World leaders tasked to incorporate safety system to reduce road crash

06Mar 2020
Crispin Gerald
The Guardian
World leaders tasked to incorporate safety system to reduce road crash

GOVERNMENTS have been called upon to allocate sufficient resources for upgrading existing road infrastructure to incorporate safety system principles to achieve the global goals for reduction of road crashes.

Road designs are critical in the safe system approach, and a powerful means for achieving high-level of road safety.

The piece of advice was made by the Academic Expert Group (AEG) when making recommendations during the 3rd Global Ministerial Conference on Road Safety.

They were concerned that well-designed roads and road sides encourage safe driving speeds, heighten driver attention where risks are increased by the presence of vulnerable road users and prevent the types of crashes that lead to the most serious injuries.

They said the focus of global road safety efforts needs to remain on low-and middle-income nations, where 93 percent of road traffic fatalities occur.

This is because changes in low and middle income nations has been slower and governments in these nations needs to take a deeper look at their situation and address this issue, with the help of external partners as the situation requires.

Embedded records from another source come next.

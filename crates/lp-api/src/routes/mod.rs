//! API routes.

pub mod backup;
pub mod capabilities;
pub mod equipment;
pub mod health;
pub mod ios;
pub mod locations;
pub mod requests;
pub mod samples;
pub mod test_methods;
pub mod users;

use crate::error::ApiError;
use crate::state::AppState;
use axum::Router;

/// Creates the main API router.
pub fn create_router(state: AppState) -> Router {
    Router::new()
        .nest("/api", api_routes())
        .merge(health::routes())
        .fallback(not_found)
        .with_state(state)
}

/// Routes under the /api prefix.
fn api_routes() -> Router<AppState> {
    Router::new()
        .nest("/capabilities", capabilities::routes())
        .nest("/locations", locations::routes())
        .nest("/equipment", equipment::routes())
        .nest("/test-methods", test_methods::routes())
        .nest("/users", users::routes())
        .nest("/ios", ios::routes())
        .nest("/requests", requests::routes())
        .nest("/samples", samples::routes())
        .nest("/backup", backup::routes())
}

async fn not_found() -> ApiError {
    ApiError::NotFound("Route not found".to_string())
}
//! Integration test modules.

pub mod common;

mod backup_tests;
mod catalog_tests;
mod error_tests;
mod health_tests;
mod request_tests;
mod sample_tests;
//! Backup export and restore.

use axum::http::StatusCode;
use serde_json::json;

use super::common::{
    assert_error, create_test_router, get_request, ntr_body, post_json, seed_catalog, send,
    send_ok,
};

#[tokio::test]
async fn test_export_then_restore_into_fresh_database() {
    let (source, _state) = create_test_router().await;
    let catalog = seed_catalog(&source).await;
    send_ok(
        &source,
        post_json("/api/requests/ntr", &ntr_body(&catalog)),
        StatusCode::CREATED,
    )
    .await;

    let backup = send_ok(&source, get_request("/api/backup"), StatusCode::OK).await;
    assert_eq!(backup["format_version"], 1);
    assert_eq!(backup["capabilities"].as_array().unwrap().len(), 2);
    assert_eq!(backup["requests"].as_array().unwrap().len(), 2);
    assert_eq!(backup["testing_samples"].as_array().unwrap().len(), 4);

    let (target, _state) = create_test_router().await;
    // the envelope from GET /api/backup is accepted as-is
    let summary = send_ok(
        &target,
        post_json("/api/backup/restore", &json!({"success": true, "data": backup})),
        StatusCode::OK,
    )
    .await;
    assert_eq!(summary["capabilities"], 2);
    assert_eq!(summary["test_methods"], 3);
    assert_eq!(summary["requests"], 2);
    assert_eq!(summary["testing_samples"], 4);

    let restored = send_ok(&target, get_request("/api/backup"), StatusCode::OK).await;
    assert_eq!(restored["requests"], backup["requests"]);
    assert_eq!(restored["testing_samples"], backup["testing_samples"]);

    // run counters survive, so numbering continues
    let next = send_ok(
        &target,
        post_json("/api/requests/ntr", &ntr_body(&catalog)),
        StatusCode::CREATED,
    )
    .await;
    let number = next[0]["request_number"].as_str().unwrap();
    assert!(number.ends_with("-0002"), "{}", number);
}

#[tokio::test]
async fn test_restore_replaces_existing_rows() {
    let (app, _state) = create_test_router().await;
    let empty = send_ok(&app, get_request("/api/backup"), StatusCode::OK).await;

    seed_catalog(&app).await;
    send_ok(&app, post_json("/api/backup/restore", &empty), StatusCode::OK).await;

    let (_, body) = send(&app, get_request("/api/capabilities")).await;
    assert_eq!(body["count"], 0);
}

#[tokio::test]
async fn test_restore_rejects_bad_documents() {
    let (app, _state) = create_test_router().await;
    let catalog = seed_catalog(&app).await;

    let mut backup = send_ok(&app, get_request("/api/backup"), StatusCode::OK).await;
    backup["format_version"] = json!(99);
    let (status, err) = send(&app, post_json("/api/backup/restore", &backup)).await;
    assert_error(status, &err, StatusCode::BAD_REQUEST);

    let (status, err) = send(
        &app,
        post_json("/api/backup/restore", &json!({"format_version": 1})),
    )
    .await;
    assert_error(status, &err, StatusCode::BAD_REQUEST);

    // a row the schema refuses is the caller's fault too
    let mut negative_price = send_ok(&app, get_request("/api/backup"), StatusCode::OK).await;
    negative_price["test_methods"][0]["price"] = json!(-1.0);
    let (status, err) = send(&app, post_json("/api/backup/restore", &negative_price)).await;
    assert_error(status, &err, StatusCode::BAD_REQUEST);

    // failed restores leave the database alone
    let capability = send_ok(
        &app,
        get_request(&format!("/api/capabilities/{}", catalog.rheology)),
        StatusCode::OK,
    )
    .await;
    assert_eq!(capability["short_name"], "RHE");
}
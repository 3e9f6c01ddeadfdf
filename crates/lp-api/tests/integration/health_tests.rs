//! Health endpoint tests.

use axum::http::StatusCode;
use tower::ServiceExt;

use super::common::{create_test_router, get_request, send};

#[tokio::test]
async fn test_health_reports_database() {
    let (app, _state) = create_test_router().await;

    let (status, body) = send(&app, get_request("/health")).await;
    assert_eq!(status, StatusCode::OK);
    assert_eq!(body["status"], "healthy");
    assert_eq!(body["database"]["connected"], true);
    assert!(body["version"].is_string());
}

#[tokio::test]
async fn test_ready_and_live() {
    let (app, state) = create_test_router().await;

    for uri in ["/ready", "/live"] {
        let response = app.clone().oneshot(get_request(uri)).await.unwrap();
        assert_eq!(response.status(), StatusCode::OK, "{}", uri);
    }

    state.db.close().await;
    let response = app.clone().oneshot(get_request("/ready")).await.unwrap();
    assert_eq!(response.status(), StatusCode::SERVICE_UNAVAILABLE);

    let (status, body) = send(&app, get_request("/health")).await;
    assert_eq!(status, StatusCode::SERVICE_UNAVAILABLE);
    assert_eq!(body["status"], "unhealthy");
}
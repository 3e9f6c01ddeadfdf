//! Testing samples: one physical sample under one test method.

use chrono::{DateTime, Utc};
use serde::{Deserialize, Serialize};
use std::fmt;
use std::str::FromStr;
use uuid::Uuid;

/// Lifecycle status of a testing sample. Transitions live in [`crate::workflow`].
#[derive(Debug, Clone, Copy, PartialEq, Eq, Hash, Default, Serialize, Deserialize)]
#[serde(rename_all = "snake_case")]
pub enum SampleStatus {
    #[default]
    Submitted,
    /// Physically received by the lab.
    Received,
    InProgress,
    Completed,
    Rejected,
    Cancelled,
}

impl SampleStatus {
    pub fn as_db_str(&self) -> &'static str {
        match self {
            SampleStatus::Submitted => "submitted",
            SampleStatus::Received => "received",
            SampleStatus::InProgress => "in_progress",
            SampleStatus::Completed => "completed",
            SampleStatus::Rejected => "rejected",
            SampleStatus::Cancelled => "cancelled",
        }
    }

    pub fn is_terminal(&self) -> bool {
        matches!(
            self,
            SampleStatus::Completed | SampleStatus::Rejected | SampleStatus::Cancelled
        )
    }
}

impl fmt::Display for SampleStatus {
    fn fmt(&self, f: &mut fmt::Formatter<'_>) -> fmt::Result {
        write!(f, "{}", self.as_db_str())
    }
}

impl FromStr for SampleStatus {
    type Err = ();

    fn from_str(s: &str) -> Result<Self, Self::Err> {
        match s.to_lowercase().as_str() {
            "submitted" => Ok(SampleStatus::Submitted),
            "received" => Ok(SampleStatus::Received),
            "in_progress" => Ok(SampleStatus::InProgress),
            "completed" => Ok(SampleStatus::Completed),
            "rejected" => Ok(SampleStatus::Rejected),
            "cancelled" => Ok(SampleStatus::Cancelled),
            _ => Err(()),
        }
    }
}

/// A testing sample belonging to a request.
#[derive(Debug, Clone, PartialEq, Serialize, Deserialize)]
pub struct TestingSample {
    pub id: Uuid,
    /// `{request_number}-S{NN}` (unique).
    pub sample_code: String,
    pub request_id: Uuid,
    /// Catalog method; `None` for ASR samples.
    pub test_method_id: Option<Uuid>,
    pub name: String,
    pub sample_type: Option<String>,
    pub description: Option<String>,
    pub status: SampleStatus,
    pub remarks: Option<String>,
    pub received_at: Option<DateTime<Utc>>,
    pub completed_at: Option<DateTime<Utc>>,
    pub created_at: DateTime<Utc>,
    pub updated_at: DateTime<Utc>,
}

/// Filter for listing testing samples.
#[derive(Debug, Clone, Default)]
pub struct SampleFilter {
    pub request_id: Option<Uuid>,
    pub status: Option<SampleStatus>,
    pub test_method_id: Option<Uuid>,
}
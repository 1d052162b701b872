// Distance calculation utilities

use crate::models::{Coordinate, Kilometers};

/// Mean Earth radius used by the haversine formula
pub const EARTH_RADIUS_KM: f64 = 6371.0;

/// Calculate the great-circle distance between two coordinates with the haversine formula
pub fn haversine_distance(p1: &Coordinate, p2: &Coordinate) -> Kilometers {
    // Absolute differences keep the result bit-for-bit symmetric
    let d_lat = (p2.lat - p1.lat).abs().to_radians();
    let d_lng = (p2.lng - p1.lng).abs().to_radians();

    let a = (d_lat / 2.0).sin().powi(2)
        + p1.lat.to_radians().cos() * p2.lat.to_radians().cos() * (d_lng / 2.0).sin().powi(2);
    // Rounding can push `a` just above 1.0 for antipodal points; NaN must pass through
    let c = 2.0 * a.sqrt().clamp(0.0, 1.0).asin();

    EARTH_RADIUS_KM * c
}
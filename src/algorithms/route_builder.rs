use std::collections::BTreeSet;

use tracing::{error, trace};

use crate::algorithms::RouteBuilder;
use crate::config::{BatchingConfig, DEFAULT_SPEED_FACTOR_MIN_PER_KM};
use crate::error::BatchingError;
use crate::models::{Coordinate, GeocodedOrder, Kilometers, PlannedRoute, RouteStop, StopKind};

/// Next stop chosen by the nearest-neighbor search
#[derive(Debug, Clone, Copy)]
struct Candidate {
    kind: StopKind,
    index: usize,
    distance: Kilometers,
}

/// Greedy nearest-neighbor router for pickup and delivery sequences.
///
/// From the current position the router always moves to the closest stop that
/// may be visited next: any pickup not yet made, or the delivery of an order
/// already picked up. It is a local heuristic, not an optimal tour. Each step
/// scans at most `2n` stops, so a batch of `n` orders costs O(n²), which is
/// fine for the handful of orders a partner carries.
#[derive(Debug, Clone, Copy, PartialEq)]
pub struct NearestNeighborRouter {
    /// Minutes needed to travel one kilometer
    pub speed_factor_min_per_km: f64,
}

impl NearestNeighborRouter {
    pub fn new(speed_factor_min_per_km: f64) -> Self {
        Self {
            speed_factor_min_per_km,
        }
    }

    pub fn from_config(config: &BatchingConfig) -> Self {
        Self::new(config.speed_factor_min_per_km)
    }

    fn finish(&self, stops: Vec<RouteStop>, total_distance_km: Kilometers) -> PlannedRoute {
        PlannedRoute {
            stops,
            total_distance_km,
            estimated_time_minutes: total_distance_km * self.speed_factor_min_per_km,
        }
    }

    /// Direct trip: start -> restaurant -> customer
    fn single_order_route(&self, start: Coordinate, order: &GeocodedOrder) -> PlannedRoute {
        let to_pickup = start.distance_to(&order.pickup);
        let to_delivery = order.pickup.distance_to(&order.delivery);

        let stops = vec![
            make_stop(StopKind::Pickup, order, to_pickup),
            make_stop(StopKind::Delivery, order, to_delivery),
        ];
        self.finish(stops, to_pickup + to_delivery)
    }

    fn nearest_neighbor_route(
        &self,
        start: Coordinate,
        orders: &[GeocodedOrder],
    ) -> Result<PlannedRoute, BatchingError> {
        // Orders are referenced by their index in `orders`. An index moves from
        // the pickup set to the delivery set when picked up, and leaves the
        // delivery set only once its delivery stop has been visited.
        let mut pending_pickups: BTreeSet<usize> = (0..orders.len()).collect();
        let mut pending_deliveries: BTreeSet<usize> = BTreeSet::new();

        let mut current = start;
        let mut stops = Vec::with_capacity(orders.len() * 2);
        let mut total_distance = 0.0;

        // Every step removes exactly one stop from the two sets
        let max_steps = orders.len() * 2;
        for _ in 0..max_steps {
            if pending_pickups.is_empty() && pending_deliveries.is_empty() {
                break;
            }

            let next = nearest_stop(current, orders, &pending_pickups, &pending_deliveries)
                .ok_or_else(|| {
                    let message = format!(
                        "no reachable stop with {} pickups and {} deliveries pending",
                        pending_pickups.len(),
                        pending_deliveries.len()
                    );
                    error!(%message, "route construction stalled");
                    BatchingError::InvariantViolation(message)
                })?;

            let order = &orders[next.index];
            match next.kind {
                StopKind::Pickup => {
                    pending_pickups.remove(&next.index);
                    pending_deliveries.insert(next.index);
                    current = order.pickup;
                }
                StopKind::Delivery => {
                    pending_deliveries.remove(&next.index);
                    current = order.delivery;
                }
            }

            trace!(order_id = order.id(), kind = ?next.kind, leg_km = next.distance, "visit stop");
            total_distance += next.distance;
            stops.push(make_stop(next.kind, order, next.distance));
        }

        if !pending_pickups.is_empty() || !pending_deliveries.is_empty() {
            let message = format!(
                "route not finished after {} steps ({} pickups, {} deliveries pending)",
                max_steps,
                pending_pickups.len(),
                pending_deliveries.len()
            );
            error!(%message, "route construction did not terminate");
            return Err(BatchingError::InvariantViolation(message));
        }

        Ok(self.finish(stops, total_distance))
    }
}

impl Default for NearestNeighborRouter {
    fn default() -> Self {
        Self::new(DEFAULT_SPEED_FACTOR_MIN_PER_KM)
    }
}

impl RouteBuilder for NearestNeighborRouter {
    fn build_route(
        &self,
        start: Coordinate,
        orders: &[GeocodedOrder],
    ) -> Result<PlannedRoute, BatchingError> {
        match orders {
            [] => Ok(PlannedRoute::empty()),
            [order] => Ok(self.single_order_route(start, order)),
            _ => self.nearest_neighbor_route(start, orders),
        }
    }
}

/// Closest pending stop from `current`. Ties go to the first pickup in input
/// order, then to the first delivery. Non-finite distances are never chosen.
fn nearest_stop(
    current: Coordinate,
    orders: &[GeocodedOrder],
    pending_pickups: &BTreeSet<usize>,
    pending_deliveries: &BTreeSet<usize>,
) -> Option<Candidate> {
    let pickups = pending_pickups.iter().map(|&index| Candidate {
        kind: StopKind::Pickup,
        index,
        distance: current.distance_to(&orders[index].pickup),
    });
    let deliveries = pending_deliveries.iter().map(|&index| Candidate {
        kind: StopKind::Delivery,
        index,
        distance: current.distance_to(&orders[index].delivery),
    });

    let mut best: Option<Candidate> = None;
    for candidate in pickups.chain(deliveries) {
        if !candidate.distance.is_finite() {
            continue;
        }
        if best.map_or(true, |b| candidate.distance < b.distance) {
            best = Some(candidate);
        }
    }
    best
}

fn make_stop(kind: StopKind, order: &GeocodedOrder, leg_distance_km: Kilometers) -> RouteStop {
    let coordinate = match kind {
        StopKind::Pickup => order.pickup,
        StopKind::Delivery => order.delivery,
    };

    RouteStop {
        kind,
        order_id: order.order.id.clone(),
        restaurant_id: order.order.restaurant_id.clone(),
        coordinate,
        leg_distance_km,
    }
}
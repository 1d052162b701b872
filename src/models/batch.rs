// Batch models for representing groups of orders routed in one trip

use crate::algorithms::ranking::efficiency_score;
use crate::models::{GeocodedOrder, Kilometers, Minutes, Money, OrderId, PlannedRoute, RouteStop};
use serde::{Deserialize, Serialize};

/// Separator used when joining order ids into a batch id
const BATCH_ID_SEPARATOR: &str = ",";

/// How the orders of a batch were grouped
#[derive(Debug, Clone, Copy, PartialEq, Eq, Serialize, Deserialize)]
#[serde(rename_all = "snake_case")]
pub enum BatchKind {
    /// All orders come from the same restaurant
    Restaurant,

    /// Orders from different restaurants paired by compatibility
    CrossRestaurant,
}

/// A set of mutually compatible orders routed together
#[derive(Debug, Clone, PartialEq, Serialize, Deserialize)]
pub struct Batch {
    pub id: String,
    pub kind: BatchKind,
    pub orders: Vec<GeocodedOrder>,
    pub route: Vec<RouteStop>,
    pub total_distance_km: Kilometers,
    pub estimated_time_minutes: Minutes,
    pub total_earnings: Money,
    pub efficiency_score: f64,
}

impl Batch {
    /// Builds a batch from its orders and planned route, earning
    /// `commission_rate` of every order's total price
    pub fn new(
        kind: BatchKind,
        orders: Vec<GeocodedOrder>,
        route: PlannedRoute,
        commission_rate: f64,
    ) -> Self {
        let total_earnings: Money = orders
            .iter()
            .map(|o| o.order.total_price * commission_rate)
            .sum();
        let efficiency_score = efficiency_score(total_earnings, route.estimated_time_minutes);

        Self {
            id: batch_id_for(orders.iter().map(GeocodedOrder::id)),
            kind,
            orders,
            route: route.stops,
            total_distance_km: route.total_distance_km,
            estimated_time_minutes: route.estimated_time_minutes,
            total_earnings,
            efficiency_score,
        }
    }

    pub fn len(&self) -> usize {
        self.orders.len()
    }

    pub fn is_empty(&self) -> bool {
        self.orders.is_empty()
    }

    pub fn order_ids(&self) -> Vec<&str> {
        self.orders.iter().map(GeocodedOrder::id).collect()
    }
}

/// Route recomputed for an existing batch
#[derive(Debug, Clone, PartialEq, Serialize, Deserialize)]
pub struct OptimizedRoute {
    pub batch_id: String,
    pub orders: Vec<GeocodedOrder>,
    pub route: Vec<RouteStop>,
    pub total_distance_km: Kilometers,
    pub estimated_time_minutes: Minutes,
}

/// Joins order ids into the opaque batch identifier handed to partners
pub fn batch_id_for<'a, I>(order_ids: I) -> String
where
    I: IntoIterator<Item = &'a str>,
{
    order_ids
        .into_iter()
        .collect::<Vec<_>>()
        .join(BATCH_ID_SEPARATOR)
}

/// Splits a batch identifier back into order ids, skipping blank entries
pub fn parse_batch_id(batch_id: &str) -> Vec<OrderId> {
    batch_id
        .split(BATCH_ID_SEPARATOR)
        .map(str::trim)
        .filter(|id| !id.is_empty())
        .map(str::to_string)
        .collect()
}

#[cfg(test)]
mod tests {
    use super::*;

    #[test]
    fn test_batch_id_joins_in_order() {
        assert_eq!(batch_id_for(["o3", "o1", "o2"]), "o3,o1,o2");
        assert_eq!(batch_id_for(Vec::<&str>::new()), "");
    }

    #[test]
    fn test_parse_batch_id_skips_blanks() {
        assert_eq!(parse_batch_id("o1, o2,,o3 "), vec!["o1", "o2", "o3"]);
        assert!(parse_batch_id(" , ").is_empty());
    }

    #[test]
    fn test_parse_inverts_join() {
        let id = batch_id_for(["a", "b"]);
        assert_eq!(parse_batch_id(&id), vec!["a", "b"]);
    }
}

According to them poor designed roads not only fail to protect road users from crashes, but also encourage behaviours that drastically increase risk such as in-appropriate speeds and interactions between vehicles and crossing pedestrians.

Data shows that 1.35 million people die on the roads every year, meaning that 3,700 people lose their lives in road traffic every day. Road trauma is serious and ongoing public health crisis.

Crash costs are typically 2-5 percent of nations GDP each year, impacting every country on earth. The crisis affects developing countries whereby 9 out of 10 road deaths occur.

In-depth crash investigation have shown strong interaction between the roles of vehicles, road infrastructure and road users in contributing to serious crashes, and indicate that road infrastructure factors are most strongly linked to a crash fatalities.

The 3rd Global Ministerial Conference on Road Safety which was organized by the World Health Organization (WHO) and the Swedish government marked the end of the Decade of Action for Road Safety 2011-2020, and successfully adopted a new global plan for 2020-2030 with a strong commitment to reduce road traffic fatalities and injuries by 50 percent.

Interviewed, Consultant and Advocate of road safety in Africa, Alpherio Nchimbi said governments are supposed to adopt the international road star rating methodology in the construction and set-up of road infrastructures to reduce road traffic fatalities.

The star rating technology under the international road assessment programme iRAP provides a simple and objective measure of the level of safety which is built-in-to the road for vehicle occupants, motorcyclists, bicyclists and pedestrians.